Learning Principles for Overcoming Non-ideal Factors in Brain

TL;DR

This paper argues that the brain's non-ideal features like noise and heterogeneity are essential for its robustness and adaptability, challenging traditional idealized models and highlighting the need for new learning principles.

Contribution

It introduces novel learning principles that leverage the brain's inherent non-ideal factors, moving beyond classical idealized computational models.

Findings

Non-ideal factors are evolutionary adaptations for robustness.

Classical models fail to capture brain's complexity and dynamics.
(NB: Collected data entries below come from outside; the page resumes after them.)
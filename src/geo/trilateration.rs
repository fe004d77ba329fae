//! Three-circle trilateration
//!
//! Each qualifying tower becomes a circle centred on its (latitude, longitude)
//! with a radius taken from the log-distance path-loss model:
//!
//! ```text
//! r = 10 ^ ((A + RSSI) / (10 · n))      A = -40 dB, n = 3
//! ```
//!
//! Subtracting circle 2 from circle 1 and circle 3 from circle 2 leaves a
//! 2×2 linear system, solved in closed form:
//!
//! ```text
//! A·x + B·y = C        A = 2(x2 - x1)   B = 2(y2 - y1)
//! D·x + E·y = F        D = 2(x3 - x2)   E = 2(y3 - y2)
//!
//! C = r1² - r2² - x1² + x2² - y1² + y2²
//! F = r2² - r3² - x2² + x3² - y2² + y3²
//! ```
//!
//! Only the first three towers with a non-zero signal level are used.

use thiserror::Error;
use tracing::debug;

use crate::types::{LocationEstimate, ResolvedObservation};

/// Towers needed for a fix.
pub const REQUIRED_TOWERS: usize = 3;

/// Determinants within this many ulps of the coordinate scale are singular.
const SINGULAR_TOLERANCE: f64 = 8.0 * f64::EPSILON;

/// Reasons no estimate can be produced
#[derive(Debug, Clone, Copy, PartialEq, Eq, Error)]
pub enum EstimateError {
    #[error("Need 3 towers with signal, have {have}")]
    InsufficientTowers { have: usize },

    #[error("Tower centres are collinear or coincident")]
    SingularGeometry,

    #[error("Estimate is not a finite position")]
    NonFinite,
}

/// Log-distance path-loss parameters
#[derive(Debug, Clone, Copy, PartialEq)]
pub struct PathLossModel {
    /// Attenuation at the reference distance (dB)
    pub reference_attenuation_db: f64,
    /// Path-loss exponent
    pub exponent: f64,
}

impl Default for PathLossModel {
    fn default() -> Self {
        Self {
            reference_attenuation_db: -40.0,
            exponent: 3.0,
        }
    }
}

impl PathLossModel {
    pub fn distance(&self, signal_level: i32) -> f64 {
        10f64.powf((self.reference_attenuation_db + f64::from(signal_level)) / (10.0 * self.exponent))
    }
}

/// Distance for a signal level under the default model.
pub fn estimate_distance(signal_level: i32) -> f64 {
    PathLossModel::default().distance(signal_level)
}

/// Estimate the device position from up to seven accumulated towers.
///
/// Slots with a zero signal level are empty and skipped. The fourth and later
/// qualifying towers do not contribute.
pub fn trilaterate(
    towers: &[ResolvedObservation],
    model: &PathLossModel,
) -> Result<LocationEstimate, EstimateError> {
    let qualifying: Vec<&ResolvedObservation> = towers.iter().filter(|t| t.has_signal()).collect();
    let [t1, t2, t3] = match qualifying.as_slice() {
        [a, b, c, ..] => [*a, *b, *c],
        _ => {
            return Err(EstimateError::InsufficientTowers {
                have: qualifying.len(),
            })
        }
    };

    let (x1, y1, r1) = (t1.latitude, t1.longitude, model.distance(t1.signal_level));
    let (x2, y2, r2) = (t2.latitude, t2.longitude, model.distance(t2.signal_level));
    let (x3, y3, r3) = (t3.latitude, t3.longitude, model.distance(t3.signal_level));

    let a = 2.0 * (x2 - x1);
    let b = 2.0 * (y2 - y1);
    let c = r1.powi(2) - r2.powi(2) - x1.powi(2) + x2.powi(2) - y1.powi(2) + y2.powi(2);
    let d = 2.0 * (x3 - x2);
    let e = 2.0 * (y3 - y2);
    let f = r2.powi(2) - r3.powi(2) - x2.powi(2) + x3.powi(2) - y2.powi(2) + y3.powi(2);

    let det = a * e - b * d;
    // Each difference carries rounding error proportional to the coordinates
    // it was taken from, not to the difference itself.
    let magnitude = [x1, y1, x2, y2, x3, y3]
        .iter()
        .fold(1.0_f64, |m, v| m.max(v.abs()));
    let tolerance = SINGULAR_TOLERANCE * magnitude * (a.abs() + b.abs() + d.abs() + e.abs());
    if det == 0.0 || det.abs() <= tolerance {
        debug!(det, "Singular trilateration system");
        return Err(EstimateError::SingularGeometry);
    }

    let latitude = (c * e - f * b) / det;
    let longitude = (a * f - d * c) / det;
    if !latitude.is_finite() || !longitude.is_finite() {
        return Err(EstimateError::NonFinite);
    }

    Ok(LocationEstimate::new(latitude, longitude))
}
//! Built-in default values.
//!
//! Grouped by subsystem. `LocatorConfig::default()` is assembled from these.

// ============================================================================
// Sockets
// ============================================================================

/// Router listening socket (Reader → Router).
pub const ROUTER_SOCKET_PATH: &str = "/tmp/gsm_socket";

/// Display listening socket (Router → Display).
pub const DISPLAY_SOCKET_PATH: &str = "/tmp/display_socket";

// ============================================================================
// Modem
// ============================================================================

/// Serial device the GSM modem is attached to.
pub const MODEM_DEVICE: &str = "/dev/ttyS0";

/// Engineering mode on, neighbour cells reported.
pub const MODEM_INIT_COMMAND: &str = "AT+CENG=1,1\r";

/// Cell environment query.
pub const MODEM_POLL_COMMAND: &str = "AT+CENG?\r";

/// Wait for the first byte of a modem reply (seconds).
pub const MODEM_RESPONSE_TIMEOUT_SECS: u64 = 2;

/// Pause between poll cycles (seconds).
pub const MODEM_POLL_INTERVAL_SECS: u64 = 5;

/// Largest modem reply kept per poll (bytes).
pub const MODEM_MAX_RESPONSE_BYTES: usize = 2048;

/// Reader retry interval while the Router socket is unavailable (ms).
pub const ROUTER_CONNECT_RETRY_MS: u64 = 1_000;

// ============================================================================
// Tower database
// ============================================================================

/// OpenCellID export for MCC 250.
pub const TOWER_DB_PATH: &str = "250.csv";

// ============================================================================
// Display link
// ============================================================================

/// Connect attempts per reconnect cycle.
pub const LINK_MAX_RECONNECT_ATTEMPTS: u32 = 5;

/// Pause between failed connect attempts (ms).
pub const LINK_RETRY_DELAY_MS: u64 = 1_000;

// ============================================================================
// Estimator
// ============================================================================

/// Attenuation at 1 m (dB).
pub const REFERENCE_ATTENUATION_DB: f64 = -40.0;

/// Log-distance path-loss exponent.
pub const PATH_LOSS_EXPONENT: f64 = 3.0;

// ============================================================================
// Display
// ============================================================================

/// JSON-lines file receiving per-batch results.
pub const LOCATION_LOG_PATH: &str = "location_log.txt";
Understanding non-idealities can inspire new computational approaches.

Abstract

The human brain's computational prowess emerges not despite but because of its inherent "non-ideal factors"-noise, heterogeneity, structural irregularities, decentralized plasticity, systemic errors, and chaotic dynamics-challenging classical neuroscience's idealized models. These traits, long dismissed as flaws, are evolutionary adaptations that endow the brain with robustness, creativity, and adaptability. Classical frameworks falter under the brain's complexity: simulating 86 billion neurons and 100 trillion synapses is intractable, stochastic neurotransmitter release confounds signal interpretation, and the absence of global idealized models invalidates deterministic learning frameworks. Technological gaps further obscure whole-brain dynamics, revealing a disconnect between biological reality and computational abstraction.